Schweiz steht im Visier der Internetkriminellen

Internetkriminalität wird immer mehr zu einer Gefahr für den Standort Schweiz. Das zeigt der Neujahrsapéro der Zürcher Handelskammer. Standen lange Banken im Visier der Cyberkriminellen, so sind es nun Onlinehändler. Auch Spitäler und die Infrastruktur könnten folgen.

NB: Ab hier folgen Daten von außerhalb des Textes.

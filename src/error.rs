use thiserror::Error;

use crate::parser::Location;

/// Errors raised while building a grammar, its FIRST/FOLLOW sets or its LL(1)
/// table. All of them abort construction of a [`crate::Parser`].
#[derive(Debug, Clone, PartialEq, Eq, Error)]
pub enum GrammarError {
    #[error("Line {line_number}: expected \"<A> -> symbols...\", found \"{line}\"")]
    Format { line_number: usize, line: String },
    #[error("Line {line_number}: lambda must be the only symbol of a production")]
    MisplacedLambda { line_number: usize },
    #[error("non-terminal {name} is used but has no production")]
    UndefinedNonTerminal { name: String },
    #[error("grammar contains no production")]
    Empty,
    #[error("left recursion detected while computing FIRST({non_terminal})")]
    LeftRecursion { non_terminal: String },
    #[error("FOLLOW sets did not settle after {passes} passes")]
    FollowClosure { passes: usize },
    #[error(
        "LL(1) conflict at [{non_terminal}, {terminal}]: \"{existing}\" and \"{conflicting}\""
    )]
    TableConflict {
        non_terminal: String,
        terminal: String,
        existing: String,
        conflicting: String,
    },
}

#[derive(Debug, Clone, Copy, PartialEq, Eq)]
pub enum SyntaxErrorKind {
    /// A terminal on the stack did not match the current token.
    Mismatch,
    /// The table has no production for the non-terminal and the current token.
    NoProduction,
    /// The input ended while symbols were still expected.
    UnexpectedEnd,
    /// Tokens remained after the start symbol was fully derived.
    TrailingInput,
}

/// A syntax error in the token stream. Always recoverable by the caller.
#[derive(Debug, Clone, PartialEq, Eq, Error)]
#[error("syntax error{}: {}", near(.found), .message)]
pub struct SyntaxError {
    pub kind: SyntaxErrorKind,
    pub location: Option<Location>,
    /// Text of the offending token, `None` at end of input.
    pub found: Option<String>,
    /// Name of the grammar symbol that was expected, if any.
    pub expected: Option<String>,
    pub message: String,
}

impl SyntaxError {
    /// The error followed by the source line that contains it, with the
    /// offending span underlined:
    ///
    /// ```text
    /// syntax error near word ";": unexpected token, expecting <E>
    ///     | x = ;
    ///     |     ^
    /// ```
    ///
    /// Falls back to the bare message when there is no location or it lies
    /// outside `source`.
    pub fn render(&self, source: &str) -> String {
        match self.location.and_then(|location| excerpt(source, location)) {
            Some(excerpt) => format!("{}\n{}", self, excerpt),
            None => self.to_string(),
        }
    }
}

/// Source line containing `location.start` and a caret row under the span.
/// Columns are counted in chars; the span is cut at the end of the line.
fn excerpt(source: &str, location: Location) -> Option<String> {
    let mut line_start = 0;
    for line in source.split('\n') {
        let line_end = line_start + line.len();
        if location.start <= line_end {
            let start = location.start - line_start;
            let end = location.end.clamp(location.start, line_end) - line_start;
            let line = line.trim_end_matches('\r');
            let indent = line.get(..start)?.chars().count();
            let width = line.get(start..end.min(line.len())).map_or(0, |s| s.chars().count());
            return Some(format!(
                "    | {}\n    | {}{}",
                line,
                " ".repeat(indent),
                "^".repeat(width.max(1))
            ));
        }
        line_start = line_end + 1;
    }
    None
}

fn near(found: &Option<String>) -> String {
    match found {
        Some(text) => format!(" near word \"{}\"", text),
        None => String::new(),
    }
}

Die Schweiz ist klein, sie ist neutral – und doch ist sie ein beliebtes Ziel für Cyberkriminelle. „Internetkriminalität wird zu einer echten Gefahr für die Schweizer Wirtschaft, weil sie sich immer stärker vernetzt“, sagte Shira Kaplan, Gründerin und Chefin der Cyverse AG in Küsnacht ZH, am gestrigen Neujahrsapéro der ZHK. Die Spezialistin für Internetsicherheit macht drei potentielle Hauptziele aus. So setze der Finanzplatz immer mehr auf IT statt auf Menschen – Stichwort Fintech. „Die nächste Finanzkrise wird von der IT ausgehen“, ist sich Kaplan sicher. Nicht Handlungen wie noch vor der Finanzkrise von 2008, sondern das Versagen von Software dürfte die nächste Krise auslösen. Die Industrie 4.0, die Vernetzung der Produktionsabläufe, schaffe ein weiteres Operationsfeld für Kriminelle. Wie weit dies gehe, habe bereits der Stuxnet-Angriff auf iranische Atomanlagen 2010 gezeigt, welche die Aufbereitung von Nuklearbrennstoffen zerstörte. Ähnliches sei auch in der Nahrungsmittel- und der Pharmaindustrie möglich. Schliesslich schüfen vernetzte Fahrzeuge ein ganz neues Einfallstor für Kriminelle.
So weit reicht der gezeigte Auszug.